Le rôle-phare exige un ténor hors du commun. Il est tenu par John Osborn qui nous avait enthousiasmé dans son interprétation du Prophète de Meyerbeer sur la scène du Théâtre du Capitole en juin dernier, de par son chant et sa présence scénique. Ce rôle de l’orfèvre foncièrement épicurien et si souvent limite ne pouvait que lui aller comme un gant, et ce sont bien les commentaires qui en sont faits. Le reste de la distribution participe à la fête, fête marquée par la musique de Berlioz d’abord et par le parti-pris de la mise en scène en rapport tout de même avec le livret.
Brièvement, quelques mots sur la genèse de l’opéra en deux actes. L’idée est venue au compositeur lors de la lecture des Mémoires du célèbre sculpteur et orfèvre florentin Benvenuto Cellini. Personnage d’artiste au tempérament flamboyant, avec pas mal de ressemblances avec un certain Michelangelo Merisi da Caravaggio dit Le Caravage, le style bretteur, “bringueur“, buveur voire assassin, insoumis c’est sûr. Et Berlioz, pour être passé par Florence, connaissait la superbe statue de Persée de Cellini brandissant, sous la loggia des Lanzi, la tête sanglante de la Gorgone, statue qui constitue presque un personnage muet de l’opéra. Pour le livret, on compte trois intervenants qui dessinent une intrigue un peu complexe.

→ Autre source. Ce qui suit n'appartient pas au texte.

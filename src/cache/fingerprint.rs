//! Content fingerprints used as cache-key components.

use sha2::{Digest, Sha256};
use std::fmt;

/// Hex-encoded SHA-256 digest.
#[derive(Clone, PartialEq, Eq, Hash, PartialOrd, Ord, serde::Serialize, serde::Deserialize)]
#[serde(transparent)]
pub struct Fingerprint(String);

impl Fingerprint {
    pub fn from_hex(hex: impl Into<String>) -> Self {
        Self(hex.into())
    }

    pub fn as_str(&self) -> &str {
        &self.0
    }

    /// First 12 hex digits, for log output.
    pub fn short(&self) -> &str {
        &self.0[..self.0.len().min(12)]
    }
}

impl fmt::Debug for Fingerprint {
    fn fmt(&self, f: &mut fmt::Formatter<'_>) -> fmt::Result {
        write!(f, "Fingerprint({})", self.short())
    }
}

impl fmt::Display for Fingerprint {
    fn fmt(&self, f: &mut fmt::Formatter<'_>) -> fmt::Result {
        f.write_str(&self.0)
    }
}

/// Incremental fingerprint construction.
///
/// Each field is length-prefixed so `("ab", "c")` and `("a", "bc")` differ.
pub struct FingerprintBuilder {
    hasher: Sha256,
}

impl FingerprintBuilder {
    pub fn new() -> Self {
        Self {
            hasher: Sha256::new(),
        }
    }

    pub fn field(mut self, name: &str, value: &str) -> Self {
        self.push(name, value);
        self
    }

    pub fn push(&mut self, name: &str, value: &str) {
        for part in [name, value] {
            self.hasher.update((part.len() as u64).to_le_bytes());
            self.hasher.update(part.as_bytes());
        }
    }

    pub fn push_fingerprint(&mut self, name: &str, value: &Fingerprint) {
        self.push(name, value.as_str());
    }

    pub fn finish(self) -> Fingerprint {
        let digest = self.hasher.finalize();
        let mut hex = String::with_capacity(digest.len() * 2);
        for byte in digest.iter() {
            hex.push_str(&format!("{:02x}", byte));
        }
        Fingerprint(hex)
    }
}

impl Default for FingerprintBuilder {
    fn default() -> Self {
        Self::new()
    }
}
//! Data model: items, annotations, rows, tables and slots.
//!
//! ```text
//! DataSlot ── SlotInfo (name, type, optional)
//!    └── DataTable ── DataRow* ── DataItem (Arc<dyn Data>)
//!                            └── AnnotationSet (key -> value)
//! ```

pub mod annotation;
pub mod item;
pub mod slot;
pub mod table;
pub mod types;

pub use annotation::{AnnotationConflict, AnnotationMergeMode, AnnotationSet, TextAnnotation};
pub use item::{Data, DataItem, JsonData};
pub use slot::{DataSlot, SlotDirection, SlotInfo};
pub use table::{DataRow, DataTable};
pub use types::{Compatibility, Converter, DataTypeId, DataTypeInfo, DataTypeRegistry, Decoder};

Pour faire simple, Cellini est amoureux de la belle Teresa, qu’on lui refuse, promise à un certain Fieramosca, médiocre sculpteur, par son père, Balducci, trésorier du pape, qui ne veut rien entendre. Cellini complote de ridiculiser Fieramosca et de lui enlever sa Teresa sous le nez. Et c’est le fameux carnaval romain, sur la Piazza Colonna au centre de Rome, scènes de rue et d’atmosphère mais duel : Cellini tue un complice du dénommé Fieramosca. C’est, musicalement, une des plus belles pages de l’œuvre du compositeur qui, comme l’Ouverture, constitue des pages que l’on retrouve en concert.
Et c’est là qu’entre en scène la statue. Meurtrier, mais qui peut se racheter. La grâce du pape peut lui être accordé à condition qu’il réussisse le chef-d’œuvre qu’il a alors promis, précisément cette fameuse statue de Persée, toujours debout sur la place de la Seigneurie de Florence. Tout le suspens final tourne autour de la fonte de la statue. Le bronze est coulé, l’angoisse devient insoutenable. Enfin, du moule brisé à coups de pic par le sculpteur surgit, encore incandescente, la statue de Persée. C’est le triomphe de l’art sur la vilenie, la jalousie, la méchanceté et les calomnies.
Triomphe de l’amour.
Triomphe de Benvenuto et pardon final.